Colin Rowe uses a technique of comparative analysis in order to come to some conclusion about Mannerism and Modern Architecture.
The parallels seen between Modernism and Mannerism are only valid if Architecture is seen as contrivance and a series of devices.
For example, the presence of elements of a different scale in immediate juxtaposition in Modern and Mannerist architecture lead to the conclusion that both architectural movements, Mannerism and Modern, had a commonality.
Mannerism suffered from drawing our attention to individual elements; an absence of a holistic approach.
This focusing on individual elements is a result of self-centred and cosmos-ignored manner of looking. Only if the individual sees meaning can such a focus on elements and devices be acceptable.
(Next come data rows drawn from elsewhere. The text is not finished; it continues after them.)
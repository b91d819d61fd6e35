//! Todoist REST API client.
//!
//! Provides async HTTP client with:
//! - Connection pooling via reqwest
//! - Retry middleware with exponential backoff
//! - Bearer authentication with the configured Todoist token

use std::time::Duration;

use reqwest::Client;
use reqwest_middleware::{ClientBuilder, ClientWithMiddleware};
use reqwest_retry::{RetryTransientMiddleware, policies::ExponentialBackoff};
use url::Url;

use crate::config::{Config, api};
use crate::error::{ClientError, ClientResult};
use crate::models::{Task, TaskId};

/// Todoist REST API client.
#[derive(Clone)]
pub struct TodoistClient {
    /// HTTP client with middleware.
    client: ClientWithMiddleware,

    /// API token (optional; requests go out unauthenticated without it).
    token: Option<String>,

    /// REST API base URL.
    api_base_url: Url,

    /// Web app base URL for task links.
    web_base_url: Url,
}

impl TodoistClient {
    /// Create a new client with the given configuration.
    ///
    /// # Errors
    ///
    /// Returns error if a base URL is invalid or HTTP client initialization fails.
    pub fn new(config: &Config) -> anyhow::Result<Self> {
        let client = Client::builder()
            .timeout(config.request_timeout)
            .connect_timeout(config.connect_timeout)
            .pool_max_idle_per_host(api::MAX_KEEPALIVE)
            .pool_idle_timeout(api::KEEPALIVE_EXPIRY)
            .gzip(true)
            .build()?;

        let retry_policy = ExponentialBackoff::builder()
            .retry_bounds(Duration::from_secs(1), Duration::from_secs(30))
            .build_with_max_retries(config.max_retries);

        let client = ClientBuilder::new(client)
            .with(RetryTransientMiddleware::new_with_policy(retry_policy))
            .build();

        Ok(Self {
            client,
            token: config.todoist_token.clone(),
            api_base_url: Url::parse(&config.api_base_url)?,
            web_base_url: Url::parse(&config.web_base_url)?,
        })
    }

    /// Check if a token is configured.
    #[must_use]
    pub fn has_token(&self) -> bool {
        self.token.is_some()
    }

    /// List every active task.
    ///
    /// A successful response that is not a JSON array yields no tasks, and
    /// entries that are not task objects are skipped.
    ///
    /// # Errors
    ///
    /// Returns error on transport failure or non-2xx status.
    pub async fn list_tasks(&self) -> ClientResult<Vec<Task>> {
        let url = self.endpoint(&["tasks"])?;

        let serde_json::Value::Array(entries) = self.get(url).await? else {
            return Ok(Vec::new());
        };

        let total = entries.len();
        let tasks: Vec<Task> =
            entries.into_iter().filter_map(|entry| serde_json::from_value(entry).ok()).collect();

        if tasks.len() < total {
            tracing::warn!(skipped = total - tasks.len(), "Skipped malformed task entries");
        }
        Ok(tasks)
    }

    /// Get a single task by ID.
    ///
    /// # Errors
    ///
    /// Returns error on transport failure or non-2xx status; the upstream
    /// body is preserved in [`ClientError::Upstream`].
    pub async fn get_task(&self, id: &TaskId) -> ClientResult<Task> {
        let url = self.endpoint(&["tasks", id.as_str()])?;
        let value = self.get(url).await?;
        Ok(serde_json::from_value(value)?)
    }

    /// Link to a task in the Todoist web app.
    #[must_use]
    pub fn task_url(&self, id: &TaskId) -> String {
        let mut url = self.web_base_url.clone();
        url.set_path("showTask");
        url.query_pairs_mut().clear().append_pair("id", id.as_str());
        url.to_string()
    }

    /// Build an API URL below the base path, escaping each segment.
    fn endpoint(&self, segments: &[&str]) -> ClientResult<Url> {
        let mut url = self.api_base_url.clone();
        url.path_segments_mut()
            .map_err(|()| url::ParseError::RelativeUrlWithCannotBeABaseBase)?
            .pop_if_empty()
            .extend(segments);
        Ok(url)
    }

    /// Make an authenticated GET request.
    async fn get(&self, url: Url) -> ClientResult<serde_json::Value> {
        tracing::debug!(url = %url, "Todoist API request");

        let mut request = self.client.get(url);
        if let Some(ref token) = self.token {
            request = request.bearer_auth(token);
        }

        let response = request.send().await?;
        let response = Self::handle_response(response).await?;
        Ok(response.json().await?)
    }

    /// Turn non-success statuses into [`ClientError::Upstream`].
    async fn handle_response(response: reqwest::Response) -> ClientResult<reqwest::Response> {
        let status = response.status();

        if status.is_success() {
            return Ok(response);
        }

        let text = response.text().await.unwrap_or_default();
        tracing::warn!(status = status.as_u16(), "Todoist API returned an error");
        Err(ClientError::upstream(status.as_u16(), &text))
    }
}

impl std::fmt::Debug for TodoistClient {
    fn fmt(&self, f: &mut std::fmt::Formatter<'_>) -> std::fmt::Result {
        f.debug_struct("TodoistClient")
            .field("has_token", &self.has_token())
            .field("api_base_url", &self.api_base_url.as_str())
            .finish()
    }
}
Colin Rowe and the importance he places on Mannerism throughout the essay suggests that he sees meaning as existing solely within the individual.
Mannerist architecture as well as Post-modern architecture sees a problem with function and reacts by employing contradictory devices; columns that do not support, stairs that are impossible to climb.
Function understood in a meaningful way is not seen as a device, nor a contrivance. Function cannot be understood as a purpose arbitrarily applied. Function cannot be divorced from the object as a whole. Outward appearances should resemble inner purposes, and function cannot be divorced from aesthetics.